The lockdown was one of the most restrictive measures ever introduced since Britain became a democracy. It was originally justified on the basis of ‘flattening the curve’ to protect the NHS. But since this was achieved some time ago, new reasons are always produced to keep us at home or prevent people from carrying out normal activities. Many of our legal rights are being infringed as a result. A legal challenge to the lockdown was launched by businessman Simon Dolan, who sought a judicial review of the government’s policies. Francis Hoar is a barrister who worked on his team. spiked caught up with him to ask why he thinks the lockdown was unlawful, and what damage he feels it has done.
- The [lockdown] measures were not within the parameters of the 1984 Public Health Act. That act does not grant powers to lock down the country, impose restrictions on when people can leave their houses, go to church, meet others or protest.
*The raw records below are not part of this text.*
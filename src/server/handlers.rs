use std::convert::Infallible;

use axum::Json;
use axum::body::{Body, Bytes};
use axum::extract::rejection::JsonRejection;
use axum::extract::{Path, State};
use axum::http::{StatusCode, header};
use axum::response::{IntoResponse, Response};
use chrono::{DateTime, Utc};
use serde::Serialize;
use serde_json::json;
use tokio_stream::StreamExt;
use tracing::{debug, error, warn};

use super::routes::AppState;
use crate::error::{ErrorKind, InferError};
use crate::session::registry::SessionInfo;
use crate::session::{ConversationId, END_TOKEN, GenerationEvent, GenerationRequest};

#[derive(Serialize)]
pub struct StopResponse {
    pub status: &'static str,
}

#[derive(Serialize)]
pub struct HealthResponse {
    pub status: &'static str,
    pub backend: String,
    pub model: String,
    pub context_window: usize,
    pub active_sessions: usize,
    pub sessions: Vec<SessionInfo>,
    pub started_at: DateTime<Utc>,
}

impl IntoResponse for InferError {
    fn into_response(self) -> Response {
        let (status, error_type) = match self.kind() {
            _ if self.is_client_error() => (StatusCode::BAD_REQUEST, "invalid_request_error"),
            ErrorKind::ModelUnavailable => (StatusCode::SERVICE_UNAVAILABLE, "model_unavailable"),
            ErrorKind::ResourceExhausted => {
                (StatusCode::SERVICE_UNAVAILABLE, "resource_exhausted")
            }
            _ => (StatusCode::INTERNAL_SERVER_ERROR, "server_error"),
        };

        if status.is_server_error() {
            error!(err = %self, "request failed");
        }

        let body = Json(json!({
            "error": {
                "message": self.to_string(),
                "type": error_type,
            }
        }));

        (status, body).into_response()
    }
}

/// Text chunk written to the response body for one stream event.
fn event_bytes(event: GenerationEvent) -> Bytes {
    match event {
        GenerationEvent::Token(text) => Bytes::from(text),
        GenerationEvent::Failed(e) => {
            warn!(err = %e, "generation failed mid-stream");
            Bytes::from(format!("\n[ERROR] {e}\n"))
        }
        GenerationEvent::Done => Bytes::from_static(END_TOKEN.as_bytes()),
    }
}

// -- Generation ----------------------------------------------------------

pub async fn generate(
    State(state): State<AppState>,
    payload: Result<Json<GenerationRequest>, JsonRejection>,
) -> Result<Response, InferError> {
    let Json(request) = payload.map_err(|e| InferError::InvalidRequest(e.body_text()))?;
    let stream = state.coordinator.start(request).await?;
    debug!("starting stream");

    let body = stream.map(|event| Ok::<_, Infallible>(event_bytes(event)));

    Ok((
        [(header::CONTENT_TYPE, "text/plain; charset=utf-8")],
        Body::from_stream(body),
    )
        .into_response())
}

pub async fn stop(
    State(state): State<AppState>,
    Path(conversation_id): Path<ConversationId>,
) -> Json<StopResponse> {
    debug!(conversation_id, "stop requested");
    state.coordinator.stop(conversation_id).await;
    Json(StopResponse { status: "stopped" })
}

// -- Status --------------------------------------------------------------

pub async fn health(State(state): State<AppState>) -> Json<HealthResponse> {
    let gateway = state.coordinator.gateway();
    let sessions = state.coordinator.registry().snapshot();
    Json(HealthResponse {
        status: "ok",
        backend: gateway.name().to_string(),
        model: gateway.model().to_string(),
        context_window: gateway.context_window(),
        active_sessions: sessions.len(),
        sessions,
        started_at: state.started_at,
    })
}
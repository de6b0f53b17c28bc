//! Deterministic gateway used by the unit tests.

use std::sync::Mutex;
use std::sync::atomic::{AtomicUsize, Ordering};
use std::time::{Duration, Instant};

use super::{ModelGateway, SamplingParams};
use crate::error::{InferError, Result};
use crate::session::prompt::ChatMessage;

/// Upper bound on how long a held generation waits for a stop request, so a
/// broken test fails instead of hanging.
const HOLD_LIMIT: Duration = Duration::from_secs(10);

pub struct ScriptedGateway {
    tokens: Vec<String>,
    context_window: usize,
    hold_until_stopped: bool,
    stop_latency: Duration,
    fail_at: Option<usize>,
    chat_template: bool,
    calls: AtomicUsize,
    last_budget: AtomicUsize,
    last_prompt: Mutex<String>,
    cancelled_runs: AtomicUsize,
}

impl ScriptedGateway {
    pub fn new<S: Into<String>>(tokens: impl IntoIterator<Item = S>) -> Self {
        Self {
            tokens: tokens.into_iter().map(Into::into).collect(),
            context_window: 2048,
            hold_until_stopped: false,
            stop_latency: Duration::ZERO,
            fail_at: None,
            chat_template: false,
            calls: AtomicUsize::new(0),
            last_budget: AtomicUsize::new(0),
            last_prompt: Mutex::new(String::new()),
            cancelled_runs: AtomicUsize::new(0),
        }
    }

    pub fn with_context_window(mut self, tokens: usize) -> Self {
        self.context_window = tokens;
        self
    }

    /// After the scripted tokens, keep decoding (silently) until stopped.
    pub fn hold_until_stopped(mut self) -> Self {
        self.hold_until_stopped = true;
        self
    }

    /// Keep running for `latency` after the stop flag is first seen while
    /// holding.
    pub fn with_stop_latency(mut self, latency: Duration) -> Self {
        self.stop_latency = latency;
        self
    }

    /// Fail with a generation error before emitting token `step`.
    pub fn fail_at(mut self, step: usize) -> Self {
        self.fail_at = Some(step);
        self
    }

    pub fn with_chat_template(mut self) -> Self {
        self.chat_template = true;
        self
    }

    pub fn calls(&self) -> usize {
        self.calls.load(Ordering::SeqCst)
    }

    pub fn last_budget(&self) -> usize {
        self.last_budget.load(Ordering::SeqCst)
    }

    pub fn last_prompt(&self) -> String {
        self.last_prompt.lock().unwrap().clone()
    }

    pub fn cancelled_runs(&self) -> usize {
        self.cancelled_runs.load(Ordering::SeqCst)
    }

    fn cancelled(&self) -> Result<()> {
        self.cancelled_runs.fetch_add(1, Ordering::SeqCst);
        Err(InferError::CancelledByCaller)
    }
}

impl ModelGateway for ScriptedGateway {
    fn name(&self) -> &str {
        "scripted"
    }

    fn model(&self) -> &str {
        "scripted-model"
    }

    fn context_window(&self) -> usize {
        self.context_window
    }

    fn count_tokens(&self, text: &str) -> Result<usize> {
        Ok(text.split_whitespace().count())
    }

    fn apply_chat_template(&self, messages: &[ChatMessage]) -> Option<String> {
        if !self.chat_template {
            return None;
        }
        let mut out = String::new();
        for msg in messages {
            let role = msg.role.label().to_lowercase();
            out.push_str(&format!("<{role}>{}</{role}>", msg.content));
        }
        out.push_str("<assistant>");
        Some(out)
    }

    fn generate(
        &self,
        prompt: &str,
        max_new_tokens: usize,
        _sampling: &SamplingParams,
        should_stop: &dyn Fn() -> bool,
        on_fragment: &mut dyn FnMut(String) -> bool,
    ) -> Result<()> {
        self.calls.fetch_add(1, Ordering::SeqCst);
        self.last_budget.store(max_new_tokens, Ordering::SeqCst);
        *self.last_prompt.lock().unwrap() = prompt.to_string();

        for (step, token) in self.tokens.iter().take(max_new_tokens).enumerate() {
            if should_stop() {
                return self.cancelled();
            }
            if self.fail_at == Some(step) {
                return Err(InferError::Generation(format!("scripted failure at step {step}")));
            }
            if !on_fragment(token.clone()) {
                return Ok(());
            }
        }

        if self.hold_until_stopped {
            let started = Instant::now();
            while started.elapsed() < HOLD_LIMIT {
                if should_stop() {
                    std::thread::sleep(self.stop_latency);
                    return self.cancelled();
                }
                std::thread::sleep(Duration::from_millis(2));
            }
        }

        Ok(())
    }
}
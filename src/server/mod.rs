pub mod handlers;
pub mod routes;

use std::sync::Arc;

use tokio::net::TcpListener;
use tokio::sync::broadcast;
use tracing::info;

use crate::config::Config;
use crate::error::{InferError, Result};
use crate::session::GenerationCoordinator;

pub async fn serve(
    config: &Config,
    coordinator: Arc<GenerationCoordinator>,
    shutdown: broadcast::Receiver<()>,
) -> Result<()> {
    let listener = TcpListener::bind(&config.bind)
        .await
        .map_err(|e| InferError::Config(format!("failed to bind {}: {e}", config.bind)))?;

    info!(bind = %config.bind, "listening (HTTP)");

    serve_on(listener, config, coordinator, shutdown).await
}

/// Serve on an already bound listener until `shutdown` fires.
///
/// On shutdown every active generation is stopped so that open response
/// bodies reach `[DONE]` and the graceful drain can finish.
async fn serve_on(
    listener: TcpListener,
    config: &Config,
    coordinator: Arc<GenerationCoordinator>,
    mut shutdown: broadcast::Receiver<()>,
) -> Result<()> {
    let app = routes::build(Arc::clone(&coordinator), config)?;

    axum::serve(listener, app)
        .with_graceful_shutdown(async move {
            let _ = shutdown.recv().await;
            info!("shutting down, stopping active generations");
            // Runs alongside the drain; each stopped stream ends its body.
            tokio::spawn(async move { coordinator.stop_all().await });
        })
        .await
        .map_err(|e| InferError::Config(format!("server error: {e}")))?;

    Ok(())
}

#[cfg(test)]
mod tests {
    use super::*;
    use std::time::Duration;

    use crate::model::ModelGateway;
    use crate::model::scripted::ScriptedGateway;
    use crate::session::coordinator::CoordinatorOptions;

    const WAIT: Duration = Duration::from_secs(3);

    #[tokio::test(flavor = "multi_thread", worker_threads = 2)]
    async fn shutdown_stops_open_streams() {
        let gateway: Arc<dyn ModelGateway> =
            Arc::new(ScriptedGateway::new(["tok"]).hold_until_stopped());
        let coordinator = Arc::new(GenerationCoordinator::new(
            gateway,
            CoordinatorOptions {
                system_prompt: "intro".into(),
                channel_capacity: 4,
                stop_join_timeout: Duration::from_millis(100),
            },
        ));

        let listener = TcpListener::bind("127.0.0.1:0").await.unwrap();
        let addr = listener.local_addr().unwrap();
        let (shutdown_tx, shutdown_rx) = broadcast::channel(1);
        let server = tokio::spawn({
            let coordinator = Arc::clone(&coordinator);
            async move { serve_on(listener, &Config::default(), coordinator, shutdown_rx).await }
        });

        let client = reqwest::Client::new();
        let mut response = client
            .post(format!("http://{addr}/generate"))
            .json(&serde_json::json!({"conversationId": 1, "prompt": "go"}))
            .send()
            .await
            .unwrap();
        let first = tokio::time::timeout(WAIT, response.chunk())
            .await
            .unwrap()
            .unwrap()
            .unwrap();
        assert_eq!(&first[..], b"tok");
        assert_eq!(coordinator.registry().len(), 1);

        shutdown_tx.send(()).unwrap();

        let mut rest = Vec::new();
        while let Some(chunk) = tokio::time::timeout(WAIT, response.chunk())
            .await
            .unwrap()
            .unwrap()
        {
            rest.extend_from_slice(&chunk);
        }
        assert_eq!(rest, b"[DONE]");

        let result = tokio::time::timeout(WAIT, server).await.unwrap().unwrap();
        assert!(result.is_ok());
        assert!(coordinator.registry().is_empty());
    }
}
- Matt Hancock, had ‘fettered his discretion’ in relation to how long the measures would last. This was unlawful because it prevented him from looking at all factors when making his decision.
- The measures breached rights protected in the European Convention on Human Rights (ECHR), including Article Five, the right to liberty (impacted by regulations about when people could leave the house); Article Eight, the right to family and private lives; Article Nine, freedom of religious belief and expression; Article 11, the right to freedom of assembly and association; and Article Two, which relates to the right to education – impacted by the closure of schools.
- The measures were disproportionate because the harms caused were known to the government from an early stage.
- Lockdown legislation was introduced to parliament one working day before they came into force. None of them received any scrutiny by parliament or were debated in detail before they were enacted.
- The government opposition, whose duty it is to provide scrutiny for government measures, failed to oppose the government’s use of the emergency legislation.
- Extremely few lawyers have criticised the impact of these regulations on principle which is surprising because they are such obvious and incredibly serious depravations of very important and serious rights.
- The traditional understanding of Article Two of the ECHR is that it obliges the government to inform individuals of risks to their life, to protect against risks caused by government actions and to provide adequate investigation and redress against loss of life caused by the state.
- There isn’t any case law to suggest that the government has positive obligations to withdraw rights when there is a natural event such as a virus.
- Most of the rights protected by the ECHR have a venerable history in English law and have been removed by executive fiat under an act of parliament, without the need for parliamentary scrutiny.